- [YOUR INSTRUCTIONS]
Restate, word for word, the lines from the opening line of the data through the line containing "FROM feedback WHERE", both included, and nothing else.

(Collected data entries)
****************

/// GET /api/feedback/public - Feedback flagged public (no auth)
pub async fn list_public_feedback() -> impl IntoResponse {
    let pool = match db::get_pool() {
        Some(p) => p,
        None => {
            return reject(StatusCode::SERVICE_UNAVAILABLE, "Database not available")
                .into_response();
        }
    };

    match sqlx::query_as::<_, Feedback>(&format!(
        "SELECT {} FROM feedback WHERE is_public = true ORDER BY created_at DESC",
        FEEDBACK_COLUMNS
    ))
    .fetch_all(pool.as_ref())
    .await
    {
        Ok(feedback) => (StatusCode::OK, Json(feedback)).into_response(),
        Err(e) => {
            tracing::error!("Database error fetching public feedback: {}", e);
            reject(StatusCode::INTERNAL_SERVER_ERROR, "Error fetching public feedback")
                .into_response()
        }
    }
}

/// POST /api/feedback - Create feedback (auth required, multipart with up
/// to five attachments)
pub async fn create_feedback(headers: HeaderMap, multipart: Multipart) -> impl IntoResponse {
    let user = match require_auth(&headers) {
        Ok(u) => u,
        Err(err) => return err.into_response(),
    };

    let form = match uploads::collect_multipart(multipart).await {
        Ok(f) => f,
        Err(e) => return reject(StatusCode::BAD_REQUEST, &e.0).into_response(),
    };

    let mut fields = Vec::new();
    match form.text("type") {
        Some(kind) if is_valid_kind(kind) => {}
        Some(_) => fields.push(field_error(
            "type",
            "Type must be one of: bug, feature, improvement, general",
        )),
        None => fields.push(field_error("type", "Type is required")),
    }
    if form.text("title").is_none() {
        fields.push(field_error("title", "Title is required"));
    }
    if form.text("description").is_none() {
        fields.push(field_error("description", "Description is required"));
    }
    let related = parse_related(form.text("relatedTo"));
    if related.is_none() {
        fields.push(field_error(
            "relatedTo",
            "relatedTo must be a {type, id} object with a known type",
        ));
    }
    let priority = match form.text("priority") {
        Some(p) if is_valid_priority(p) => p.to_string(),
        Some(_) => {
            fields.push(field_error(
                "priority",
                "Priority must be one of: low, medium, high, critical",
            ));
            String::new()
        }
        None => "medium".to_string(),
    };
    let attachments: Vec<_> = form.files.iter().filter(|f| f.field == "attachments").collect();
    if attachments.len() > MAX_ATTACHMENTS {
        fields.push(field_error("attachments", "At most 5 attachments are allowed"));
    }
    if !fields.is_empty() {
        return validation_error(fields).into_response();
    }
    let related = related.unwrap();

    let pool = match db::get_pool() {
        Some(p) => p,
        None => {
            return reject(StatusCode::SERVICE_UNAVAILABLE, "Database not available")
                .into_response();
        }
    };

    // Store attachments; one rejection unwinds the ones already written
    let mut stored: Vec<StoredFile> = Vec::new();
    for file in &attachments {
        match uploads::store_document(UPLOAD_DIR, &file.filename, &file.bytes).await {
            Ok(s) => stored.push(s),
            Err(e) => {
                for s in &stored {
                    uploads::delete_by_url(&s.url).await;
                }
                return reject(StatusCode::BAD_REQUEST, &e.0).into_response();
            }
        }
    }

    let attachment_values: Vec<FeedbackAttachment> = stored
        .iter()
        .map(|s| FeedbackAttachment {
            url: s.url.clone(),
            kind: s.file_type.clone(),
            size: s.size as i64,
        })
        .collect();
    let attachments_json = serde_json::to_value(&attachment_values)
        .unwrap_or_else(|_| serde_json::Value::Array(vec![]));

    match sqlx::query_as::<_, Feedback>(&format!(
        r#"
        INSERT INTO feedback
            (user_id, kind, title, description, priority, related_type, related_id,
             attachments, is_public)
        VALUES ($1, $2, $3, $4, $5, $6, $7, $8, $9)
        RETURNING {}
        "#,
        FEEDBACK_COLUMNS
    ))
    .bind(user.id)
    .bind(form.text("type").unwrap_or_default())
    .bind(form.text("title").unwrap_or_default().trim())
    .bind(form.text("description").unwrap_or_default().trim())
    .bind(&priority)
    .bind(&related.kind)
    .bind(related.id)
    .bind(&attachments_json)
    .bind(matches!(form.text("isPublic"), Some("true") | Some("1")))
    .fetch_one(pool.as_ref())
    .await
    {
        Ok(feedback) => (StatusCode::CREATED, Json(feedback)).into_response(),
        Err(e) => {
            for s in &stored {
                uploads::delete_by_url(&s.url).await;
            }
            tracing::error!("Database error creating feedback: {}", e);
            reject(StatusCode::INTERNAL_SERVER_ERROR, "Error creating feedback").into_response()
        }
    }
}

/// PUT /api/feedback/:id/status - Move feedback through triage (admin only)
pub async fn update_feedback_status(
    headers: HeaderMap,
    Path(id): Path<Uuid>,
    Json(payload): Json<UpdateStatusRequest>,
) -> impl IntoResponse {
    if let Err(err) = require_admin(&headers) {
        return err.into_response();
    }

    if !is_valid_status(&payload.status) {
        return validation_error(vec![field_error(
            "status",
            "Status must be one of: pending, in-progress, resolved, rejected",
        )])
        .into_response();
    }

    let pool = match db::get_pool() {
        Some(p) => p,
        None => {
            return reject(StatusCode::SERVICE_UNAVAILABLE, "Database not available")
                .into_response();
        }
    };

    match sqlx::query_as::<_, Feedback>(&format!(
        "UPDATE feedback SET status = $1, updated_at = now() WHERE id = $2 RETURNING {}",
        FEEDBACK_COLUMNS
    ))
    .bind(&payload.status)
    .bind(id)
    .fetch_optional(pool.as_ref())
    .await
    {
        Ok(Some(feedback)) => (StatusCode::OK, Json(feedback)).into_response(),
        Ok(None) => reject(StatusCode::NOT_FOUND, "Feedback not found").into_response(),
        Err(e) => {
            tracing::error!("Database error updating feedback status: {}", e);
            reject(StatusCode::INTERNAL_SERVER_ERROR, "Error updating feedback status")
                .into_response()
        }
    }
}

****************

- [TASK OUTPUT]
/// GET /api/feedback/public - Feedback flagged public (no auth)
pub async fn list_public_feedback() -> impl IntoResponse {
    let pool = match db::get_pool() {
        Some(p) => p,
        None => {
            return reject(StatusCode::SERVICE_UNAVAILABLE, "Database not available")
                .into_response();
        }
    };

    match sqlx::query_as::<_, Feedback>(&format!(
        "SELECT {} FROM feedback WHERE is_public = true ORDER BY created_at DESC",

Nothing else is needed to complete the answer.